**What the task requires:**
Return every line from the one with "pub fn generated_at(&self)" through the one with "#[derive(Debug, Clone, Copy, PartialEq, Eq, thiserror::Error)]", inclusive, exactly as it appears below.

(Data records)
....
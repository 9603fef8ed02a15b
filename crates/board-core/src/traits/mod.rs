//! Repository and publisher traits (ports)

mod publisher;
mod repositories;

pub use publisher::EventPublisher;
pub use repositories::{FeedbackRepository, RepoResult};
//! Feedback entity <-> model mapper

use board_core::{Feedback, InvalidRating, Snowflake};
use chrono::{DateTime, Utc};

use crate::models::FeedbackModel;

impl From<FeedbackModel> for Feedback {
    fn from(model: FeedbackModel) -> Self {
        Feedback {
            id: Snowflake::new(model.id),
            name: model.name,
            comment: model.comment,
            emoji: model.emoji.map(i32::from),
            created_at: model.created_at,
        }
    }
}

/// Column values bound by the INSERT statement
#[derive(Debug)]
pub struct FeedbackInsert<'a> {
    pub id: i64,
    pub name: &'a str,
    pub comment: &'a str,
    pub emoji: Option<i16>,
    pub created_at: DateTime<Utc>,
}

impl<'a> TryFrom<&'a Feedback> for FeedbackInsert<'a> {
    type Error = InvalidRating;

    fn try_from(feedback: &'a Feedback) -> Result<Self, Self::Error> {
        let emoji = feedback
            .emoji
            .map(|value| i16::try_from(value).map_err(|_| InvalidRating(value)))
            .transpose()?;

        Ok(Self {
            id: feedback.id.into_inner(),
            name: &feedback.name,
            comment: &feedback.comment,
            emoji,
            created_at: feedback.created_at,
        })
    }
}
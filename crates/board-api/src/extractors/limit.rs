//! Limit extractor for the recent-feedback query

use axum::{
    async_trait,
    extract::{FromRequestParts, Query},
    http::request::Parts,
};
use board_service::RecentQuery;

use crate::response::ApiError;

/// Largest `limit` accepted at the edge; the service clamps further
pub const MAX_LIMIT: i64 = 50;

/// Optional `?limit=` parameter, clamped to `1..=MAX_LIMIT` when present
#[derive(Debug, Clone, Copy, Default, PartialEq, Eq)]
pub struct RecentLimit(pub Option<i64>);

impl From<RecentQuery> for RecentLimit {
    fn from(query: RecentQuery) -> Self {
        Self(query.limit.map(|limit| limit.clamp(1, MAX_LIMIT)))
    }
}

#[async_trait]
impl<S> FromRequestParts<S> for RecentLimit
where
    S: Send + Sync,
{
    type Rejection = ApiError;

    async fn from_request_parts(parts: &mut Parts, state: &S) -> Result<Self, Self::Rejection> {
        let Query(query) = Query::<RecentQuery>::from_request_parts(parts, state)
            .await
            .map_err(|e| ApiError::invalid_query(e.body_text()))?;

        Ok(RecentLimit::from(query))
    }
}
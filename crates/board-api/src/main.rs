//! Feedback API server entry point
//!
//! Run with:
//! ```bash
//! cargo run -p board-api
//! ```
//!
//! Configuration is loaded from environment variables (and `.env`).

use anyhow::Context;
use board_common::{try_init_tracing_with_config, AppConfig, TracingConfig};
use tracing::{error, info};

#[tokio::main]
async fn main() {
    if let Err(e) = run().await {
        error!(error = ?e, "API server failed");
        std::process::exit(1);
    }
}

async fn run() -> anyhow::Result<()> {
    let config = AppConfig::from_env().context("Failed to load configuration")?;

    if let Err(e) = try_init_tracing_with_config(TracingConfig::for_environment(config.app.env)) {
        eprintln!("Warning: Failed to initialize tracing: {e}");
    }

    info!(
        env = ?config.app.env,
        port = config.api.port,
        "Starting feedback API server"
    );

    board_api::run(config).await?;

    Ok(())
}
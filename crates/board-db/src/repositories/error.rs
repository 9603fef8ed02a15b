//! Error handling utilities for repositories

use board_core::error::DomainError;
use board_core::Snowflake;
use sqlx::error::ErrorKind;
use sqlx::Error as SqlxError;

/// Convert SQLx error to DomainError
pub fn map_db_error(e: SqlxError) -> DomainError {
    if let Some(db_err) = e.as_database_error() {
        if matches!(db_err.kind(), ErrorKind::CheckViolation) {
            return DomainError::ValidationError(db_err.message().to_string());
        }
    }
    DomainError::DatabaseError(e.to_string())
}

/// Map an INSERT failure, turning a primary key clash into a conflict
pub fn map_insert_error(e: SqlxError, id: Snowflake) -> DomainError {
    if let Some(db_err) = e.as_database_error() {
        if db_err.is_unique_violation() {
            return DomainError::DuplicateFeedback(id);
        }
    }
    map_db_error(e)
}
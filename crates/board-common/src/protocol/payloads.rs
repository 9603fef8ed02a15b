//! Gateway payload definitions

use serde::{Deserialize, Serialize};

/// Dispatch name for a newly inserted feedback record
pub const FEEDBACK_CREATE: &str = "FEEDBACK_CREATE";

/// Payload for op 10 (Hello), sent immediately after connection
#[derive(Debug, Clone, PartialEq, Eq, Serialize, Deserialize)]
pub struct HelloPayload {
    /// Heartbeat interval in milliseconds
    pub heartbeat_interval: u64,
}

impl HelloPayload {
    pub const DEFAULT_HEARTBEAT_INTERVAL: u64 = 45_000;

    #[must_use]
    pub fn new() -> Self {
        Self::with_interval(Self::DEFAULT_HEARTBEAT_INTERVAL)
    }

    #[must_use]
    pub fn with_interval(heartbeat_interval: u64) -> Self {
        Self { heartbeat_interval }
    }
}

impl Default for HelloPayload {
    fn default() -> Self {
        Self::new()
    }
}
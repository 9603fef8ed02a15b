//! Snowflake ID - time-ordered 64-bit record identifier
//!
//! Layout:
//! - Bits 63-22: milliseconds since [`Snowflake::EPOCH`]
//! - Bits 21-12: worker ID (0-1023), one per running API instance
//! - Bits 11-0:  per-millisecond sequence (0-4095)

use chrono::{DateTime, TimeZone, Utc};
use serde::{Deserialize, Deserializer, Serialize, Serializer};
use std::fmt;
use std::sync::atomic::{AtomicI64, Ordering};
use std::time::{SystemTime, UNIX_EPOCH};

/// Unique feedback identifier
#[derive(Debug, Clone, Copy, PartialEq, Eq, PartialOrd, Ord, Hash, Default)]
pub struct Snowflake(i64);

impl Snowflake {
    /// 2024-01-01 00:00:00 UTC in milliseconds
    pub const EPOCH: i64 = 1_704_067_200_000;

    #[inline]
    pub const fn new(id: i64) -> Self {
        Self(id)
    }

    #[inline]
    pub const fn into_inner(self) -> i64 {
        self.0
    }

    #[inline]
    pub const fn is_zero(&self) -> bool {
        self.0 == 0
    }

    /// Milliseconds since the Unix epoch at which the ID was generated
    #[inline]
    pub fn timestamp(&self) -> i64 {
        (self.0 >> 22) + Self::EPOCH
    }

    #[inline]
    pub fn worker_id(&self) -> u16 {
        ((self.0 >> 12) & 0x3FF) as u16
    }

    /// Generation time as a UTC datetime
    pub fn generated_at(&self) -> DateTime<Utc> {
        Utc.timestamp_millis_opt(self.timestamp())
            .single()
            .unwrap_or(DateTime::<Utc>::UNIX_EPOCH)
    }

    pub fn parse(s: &str) -> Result<Self, SnowflakeParseError> {
        s.parse::<i64>()
            .map(Snowflake)
            .map_err(|_| SnowflakeParseError::InvalidFormat)
    }
}

#[derive(Debug, Clone, Copy, PartialEq, Eq, thiserror::Error)]
pub enum SnowflakeParseError {
    #[error("invalid snowflake format")]
    InvalidFormat,
}

impl fmt::Display for Snowflake {
    fn fmt(&self, f: &mut fmt::Formatter<'_>) -> fmt::Result {
        write!(f, "{}", self.0)
    }
}

impl From<i64> for Snowflake {
    fn from(id: i64) -> Self {
        Self(id)
    }
}

impl From<Snowflake> for i64 {
    fn from(id: Snowflake) -> Self {
        id.0
    }
}

impl std::str::FromStr for Snowflake {
    type Err = SnowflakeParseError;

    fn from_str(s: &str) -> Result<Self, Self::Err> {
        Snowflake::parse(s)
    }
}

// Strings on the wire: browsers lose precision above 2^53
impl Serialize for Snowflake {
    fn serialize<S>(&self, serializer: S) -> Result<S::Ok, S::Error>
    where
        S: Serializer,
    {
        serializer.serialize_str(&self.0.to_string())
    }
}

impl<'de> Deserialize<'de> for Snowflake {
    fn deserialize<D>(deserializer: D) -> Result<Self, D::Error>
    where
        D: Deserializer<'de>,
    {
        use serde::de::{self, Visitor};

        struct SnowflakeVisitor;

        impl Visitor<'_> for SnowflakeVisitor {
            type Value = Snowflake;

            fn expecting(&self, formatter: &mut fmt::Formatter) -> fmt::Result {
                formatter.write_str("a string or integer feedback id")
            }

            fn visit_i64<E: de::Error>(self, value: i64) -> Result<Snowflake, E> {
                Ok(Snowflake(value))
            }

            fn visit_u64<E: de::Error>(self, value: u64) -> Result<Snowflake, E> {
                i64::try_from(value)
                    .map(Snowflake)
                    .map_err(|_| de::Error::custom("feedback id out of range"))
            }

            fn visit_str<E: de::Error>(self, value: &str) -> Result<Snowflake, E> {
                Snowflake::parse(value).map_err(de::Error::custom)
            }
        }

        deserializer.deserialize_any(SnowflakeVisitor)
    }
}

/// Lock-free Snowflake generator, shared across request handlers
pub struct SnowflakeGenerator {
    worker_id: u16,
    sequence: AtomicI64,
    last_timestamp: AtomicI64,
}

impl SnowflakeGenerator {
    /// # Panics
    /// Panics if worker_id >= 1024
    pub fn new(worker_id: u16) -> Self {
        assert!(worker_id < 1024, "Worker ID must be < 1024");
        Self {
            worker_id,
            sequence: AtomicI64::new(0),
            last_timestamp: AtomicI64::new(0),
        }
    }

    /// Generate the next ID; strictly increasing per generator
    pub fn generate(&self) -> Snowflake {
        loop {
            let mut timestamp = Self::now_millis();
            let last = self.last_timestamp.load(Ordering::Acquire);

            if timestamp < last {
                // clock went backwards
                std::thread::sleep(std::time::Duration::from_millis((last - timestamp) as u64));
                timestamp = Self::now_millis();
            }

            let sequence = if timestamp == last {
                let seq = self.sequence.fetch_add(1, Ordering::Relaxed) & 0xFFF;
                if seq == 0 {
                    while Self::now_millis() <= last {
                        std::hint::spin_loop();
                    }
                    timestamp = Self::now_millis();
                    self.sequence.store(1, Ordering::Relaxed);
                    0
                } else {
                    seq
                }
            } else {
                self.sequence.store(1, Ordering::Relaxed);
                0
            };

            if self
                .last_timestamp
                .compare_exchange(last, timestamp, Ordering::Release, Ordering::Relaxed)
                .is_ok()
            {
                let id = ((timestamp - Snowflake::EPOCH) << 22)
                    | (i64::from(self.worker_id) << 12)
                    | sequence;
                return Snowflake::new(id);
            }
        }
    }

    #[inline]
    fn now_millis() -> i64 {
        SystemTime::now()
            .duration_since(UNIX_EPOCH)
            .map(|d| d.as_millis() as i64)
            .unwrap_or(0)
    }

    pub fn worker_id(&self) -> u16 {
        self.worker_id
    }
}

impl Default for SnowflakeGenerator {
    fn default() -> Self {
        Self::new(0)
    }
}

#[cfg(test)]
mod tests {
    use super::*;
    use std::collections::HashSet;
    use std::sync::Arc;
    use std::thread;

    #[test]
    fn test_snowflake_parse_and_display() {
        let sf = Snowflake::parse("123456789").unwrap();
        assert_eq!(sf.into_inner(), 123_456_789);
        assert_eq!(sf.to_string(), "123456789");
        assert!(Snowflake::parse("not-an-id").is_err());
    }

    #[test]
    fn test_snowflake_json_is_string() {
        let sf = Snowflake::new(123_456_789_012_345_678);
        assert_eq!(serde_json::to_string(&sf).unwrap(), "\"123456789012345678\"");

        let back: Snowflake = serde_json::from_str("\"123456789012345678\"").unwrap();
        assert_eq!(back, sf);

        let from_number: Snowflake = serde_json::from_str("12345").unwrap();
        assert_eq!(from_number.into_inner(), 12345);
    }

    #[test]
    fn test_generator_ids_are_unique_and_increasing() {
        let gen = SnowflakeGenerator::new(3);
        let mut seen = HashSet::new();
        let mut last = Snowflake::default();

        for _ in 0..2000 {
            let id = gen.generate();
            assert!(id > last);
            assert!(seen.insert(id));
            last = id;
        }
        assert_eq!(last.worker_id(), 3);
    }

    #[test]
    fn test_generator_across_threads() {
        let gen = Arc::new(SnowflakeGenerator::new(1));
        let ids = Arc::new(std::sync::Mutex::new(HashSet::new()));

        let handles: Vec<_> = (0..4)
            .map(|_| {
                let gen = Arc::clone(&gen);
                let ids = Arc::clone(&ids);
                thread::spawn(move || {
                    let local: Vec<_> = (0..500).map(|_| gen.generate()).collect();
                    ids.lock().unwrap().extend(local);
                })
            })
            .collect();

        for handle in handles {
            handle.join().unwrap();
        }

        assert_eq!(ids.lock().unwrap().len(), 2000);
    }

    #[test]
    fn test_generated_at_tracks_wall_clock() {
        let before = Utc::now().timestamp_millis();
        let id = SnowflakeGenerator::new(0).generate();
        let after = Utc::now().timestamp_millis();

        let ts = id.generated_at().timestamp_millis();
        assert!(ts >= before && ts <= after);
    }

    #[test]
    #[should_panic(expected = "Worker ID must be < 1024")]
    fn test_generator_invalid_worker_id() {
        SnowflakeGenerator::new(1024);
    }
}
....
**Response to the task:**
    pub fn generated_at(&self) -> DateTime<Utc> {
        Utc.timestamp_millis_opt(self.timestamp())
            .single()
            .unwrap_or(DateTime::<Utc>::UNIX_EPOCH)
    }

    pub fn parse(s: &str) -> Result<Self, SnowflakeParseError> {
        s.parse::<i64>()
            .map(Snowflake)
            .map_err(|_| SnowflakeParseError::InvalidFormat)
    }
}

#[derive(Debug, Clone, Copy, PartialEq, Eq, thiserror::Error)]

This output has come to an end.